Exercise brief
Produce an exact transcript of all the records.

════════════════════

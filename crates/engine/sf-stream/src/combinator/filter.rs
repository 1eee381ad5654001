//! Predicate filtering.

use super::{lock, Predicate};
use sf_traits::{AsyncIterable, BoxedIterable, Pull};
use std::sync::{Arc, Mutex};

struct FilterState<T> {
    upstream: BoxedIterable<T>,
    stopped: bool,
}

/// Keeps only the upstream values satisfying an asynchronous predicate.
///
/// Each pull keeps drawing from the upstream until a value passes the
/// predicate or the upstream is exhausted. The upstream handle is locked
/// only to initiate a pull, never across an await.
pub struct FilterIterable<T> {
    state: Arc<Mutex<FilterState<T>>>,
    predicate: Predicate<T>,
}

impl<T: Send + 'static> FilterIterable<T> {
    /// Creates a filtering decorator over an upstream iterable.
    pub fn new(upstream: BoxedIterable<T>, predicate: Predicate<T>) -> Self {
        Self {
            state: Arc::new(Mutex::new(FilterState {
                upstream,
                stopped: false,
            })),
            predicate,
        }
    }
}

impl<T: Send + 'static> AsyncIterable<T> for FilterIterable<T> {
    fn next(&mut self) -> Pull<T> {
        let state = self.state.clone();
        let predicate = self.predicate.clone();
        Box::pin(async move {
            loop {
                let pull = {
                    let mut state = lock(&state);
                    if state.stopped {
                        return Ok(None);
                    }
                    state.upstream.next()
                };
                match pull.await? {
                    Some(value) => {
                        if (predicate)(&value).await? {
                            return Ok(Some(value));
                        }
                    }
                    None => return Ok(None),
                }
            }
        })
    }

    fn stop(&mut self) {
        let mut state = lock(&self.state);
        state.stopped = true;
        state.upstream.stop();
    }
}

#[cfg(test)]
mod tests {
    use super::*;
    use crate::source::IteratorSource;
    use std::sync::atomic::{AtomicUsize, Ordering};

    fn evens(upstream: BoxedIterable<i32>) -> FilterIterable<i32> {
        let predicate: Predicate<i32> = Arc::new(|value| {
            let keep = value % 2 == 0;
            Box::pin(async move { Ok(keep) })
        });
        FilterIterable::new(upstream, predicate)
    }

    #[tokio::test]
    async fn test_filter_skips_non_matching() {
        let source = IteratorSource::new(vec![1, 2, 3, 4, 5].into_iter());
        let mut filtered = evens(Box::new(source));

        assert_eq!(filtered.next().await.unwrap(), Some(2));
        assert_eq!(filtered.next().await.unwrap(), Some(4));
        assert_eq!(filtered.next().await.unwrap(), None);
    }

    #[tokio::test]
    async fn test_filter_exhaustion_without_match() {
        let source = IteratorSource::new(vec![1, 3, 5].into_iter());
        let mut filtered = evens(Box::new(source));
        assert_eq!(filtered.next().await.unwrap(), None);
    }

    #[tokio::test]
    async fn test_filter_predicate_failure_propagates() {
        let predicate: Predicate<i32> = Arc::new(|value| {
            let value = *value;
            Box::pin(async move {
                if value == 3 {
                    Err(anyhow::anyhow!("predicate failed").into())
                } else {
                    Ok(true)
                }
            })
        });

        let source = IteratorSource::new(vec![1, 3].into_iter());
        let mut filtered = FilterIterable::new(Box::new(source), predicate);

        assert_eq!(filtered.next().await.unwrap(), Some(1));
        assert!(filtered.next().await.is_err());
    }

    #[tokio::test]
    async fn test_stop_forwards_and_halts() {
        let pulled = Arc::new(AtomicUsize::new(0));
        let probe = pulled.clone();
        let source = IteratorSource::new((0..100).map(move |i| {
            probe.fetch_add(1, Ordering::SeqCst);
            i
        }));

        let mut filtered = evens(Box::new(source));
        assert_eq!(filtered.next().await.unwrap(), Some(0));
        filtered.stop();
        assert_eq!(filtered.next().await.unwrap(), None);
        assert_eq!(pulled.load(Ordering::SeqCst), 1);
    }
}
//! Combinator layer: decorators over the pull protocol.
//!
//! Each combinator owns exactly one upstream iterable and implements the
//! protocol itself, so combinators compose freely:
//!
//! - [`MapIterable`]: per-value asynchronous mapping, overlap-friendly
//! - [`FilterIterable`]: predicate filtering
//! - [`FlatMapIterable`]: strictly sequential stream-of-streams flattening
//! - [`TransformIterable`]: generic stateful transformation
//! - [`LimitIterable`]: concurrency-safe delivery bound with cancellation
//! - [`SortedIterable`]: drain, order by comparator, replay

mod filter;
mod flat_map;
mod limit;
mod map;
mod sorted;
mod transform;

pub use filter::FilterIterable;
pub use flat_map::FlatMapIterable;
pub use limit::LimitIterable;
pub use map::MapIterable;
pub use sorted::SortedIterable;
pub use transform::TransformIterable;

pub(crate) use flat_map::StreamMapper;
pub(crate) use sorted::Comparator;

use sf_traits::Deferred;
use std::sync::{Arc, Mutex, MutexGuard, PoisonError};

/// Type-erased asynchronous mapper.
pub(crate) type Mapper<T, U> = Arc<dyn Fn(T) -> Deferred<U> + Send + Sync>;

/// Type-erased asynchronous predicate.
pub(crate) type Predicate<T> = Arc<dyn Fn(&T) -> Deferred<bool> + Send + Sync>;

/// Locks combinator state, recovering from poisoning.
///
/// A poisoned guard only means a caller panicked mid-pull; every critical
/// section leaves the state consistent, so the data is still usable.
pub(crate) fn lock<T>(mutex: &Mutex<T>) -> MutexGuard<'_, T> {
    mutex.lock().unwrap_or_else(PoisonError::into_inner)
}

════════════════════

The completed task
filename crates/engine/sf-stream/src/combinator/filter.rs
repository 1eee381ad5654001
//! Predicate filtering.

use super::{lock, Predicate};
use sf_traits::{AsyncIterable, BoxedIterable, Pull};
use std::sync::{Arc, Mutex};

struct FilterState<T> {
    upstream: BoxedIterable<T>,
    stopped: bool,
}

/// Keeps only the upstream values satisfying an asynchronous predicate.
///
/// Each pull keeps drawing from the upstream until a value passes the
/// predicate or the upstream is exhausted. The upstream handle is locked
/// only to initiate a pull, never across an await.
pub struct FilterIterable<T> {
    state: Arc<Mutex<FilterState<T>>>,
    predicate: Predicate<T>,
}

impl<T: Send + 'static> FilterIterable<T> {
    /// Creates a filtering decorator over an upstream iterable.
    pub fn new(upstream: BoxedIterable<T>, predicate: Predicate<T>) -> Self {
        Self {
            state: Arc::new(Mutex::new(FilterState {
                upstream,
                stopped: false,
            })),
            predicate,
        }
    }
}

impl<T: Send + 'static> AsyncIterable<T> for FilterIterable<T> {
    fn next(&mut self) -> Pull<T> {
        let state = self.state.clone();
        let predicate = self.predicate.clone();
        Box::pin(async move {
            loop {
                let pull = {
                    let mut state = lock(&state);
                    if state.stopped {
                        return Ok(None);
                    }
                    state.upstream.next()
                };
                match pull.await? {
                    Some(value) => {
                        if (predicate)(&value).await? {
                            return Ok(Some(value));
                        }
                    }
                    None => return Ok(None),
                }
            }
        })
    }

    fn stop(&mut self) {
        let mut state = lock(&self.state);
        state.stopped = true;
        state.upstream.stop();
    }
}

#[cfg(test)]
mod tests {
    use super::*;
    use crate::source::IteratorSource;
    use std::sync::atomic::{AtomicUsize, Ordering};

    fn evens(upstream: BoxedIterable<i32>) -> FilterIterable<i32> {
        let predicate: Predicate<i32> = Arc::new(|value| {
            let keep = value % 2 == 0;
            Box::pin(async move { Ok(keep) })
        });
        FilterIterable::new(upstream, predicate)
    }

    #[tokio::test]
    async fn test_filter_skips_non_matching() {
        let source = IteratorSource::new(vec![1, 2, 3, 4, 5].into_iter());
        let mut filtered = evens(Box::new(source));

        assert_eq!(filtered.next().await.unwrap(), Some(2));
        assert_eq!(filtered.next().await.unwrap(), Some(4));
        assert_eq!(filtered.next().await.unwrap(), None);
    }

    #[tokio::test]
    async fn test_filter_exhaustion_without_match() {
        let source = IteratorSource::new(vec![1, 3, 5].into_iter());
        let mut filtered = evens(Box::new(source));
        assert_eq!(filtered.next().await.unwrap(), None);
    }

    #[tokio::test]
    async fn test_filter_predicate_failure_propagates() {
        let predicate: Predicate<i32> = Arc::new(|value| {
            let value = *value;
            Box::pin(async move {
                if value == 3 {
                    Err(anyhow::anyhow!("predicate failed").into())
                } else {
                    Ok(true)
                }
            })
        });

        let source = IteratorSource::new(vec![1, 3].into_iter());
        let mut filtered = FilterIterable::new(Box::new(source), predicate);

        assert_eq!(filtered.next().await.unwrap(), Some(1));
        assert!(filtered.next().await.is_err());
    }

    #[tokio::test]
    async fn test_stop_forwards_and_halts() {
        let pulled = Arc::new(AtomicUsize::new(0));
        let probe = pulled.clone();
        let source = IteratorSource::new((0..100).map(move |i| {
            probe.fetch_add(1, Ordering::SeqCst);
            i
        }));

        let mut filtered = evens(Box::new(source));
        assert_eq!(filtered.next().await.unwrap(), Some(0));
        filtered.stop();
        assert_eq!(filtered.next().await.unwrap(), None);
        assert_eq!(pulled.load(Ordering::SeqCst), 1);
    }
}
//! Combinator layer: decorators over the pull protocol.
//!
//! Each combinator owns exactly one upstream iterable and implements the
//! protocol itself, so combinators compose freely:
//!
//! - [`MapIterable`]: per-value asynchronous mapping, overlap-friendly
//! - [`FilterIterable`]: predicate filtering
//! - [`FlatMapIterable`]: strictly sequential stream-of-streams flattening
//! - [`TransformIterable`]: generic stateful transformation
//! - [`LimitIterable`]: concurrency-safe delivery bound with cancellation
//! - [`SortedIterable`]: drain, order by comparator, replay

mod filter;
mod flat_map;
mod limit;
mod map;
mod sorted;
mod transform;

pub use filter::FilterIterable;
pub use flat_map::FlatMapIterable;
pub use limit::LimitIterable;
pub use map::MapIterable;
pub use sorted::SortedIterable;
pub use transform::TransformIterable;

pub(crate) use flat_map::StreamMapper;
pub(crate) use sorted::Comparator;

use sf_traits::Deferred;
use std::sync::{Arc, Mutex, MutexGuard, PoisonError};

/// Type-erased asynchronous mapper.
pub(crate) type Mapper<T, U> = Arc<dyn Fn(T) -> Deferred<U> + Send + Sync>;

/// Type-erased asynchronous predicate.
pub(crate) type Predicate<T> = Arc<dyn Fn(&T) -> Deferred<bool> + Send + Sync>;

/// Locks combinator state, recovering from poisoning.
///
/// A poisoned guard only means a caller panicked mid-pull; every critical
/// section leaves the state consistent, so the data is still usable.
pub(crate) fn lock<T>(mutex: &Mutex<T>) -> MutexGuard<'_, T> {
    mutex.lock().unwrap_or_else(PoisonError::into_inner)
}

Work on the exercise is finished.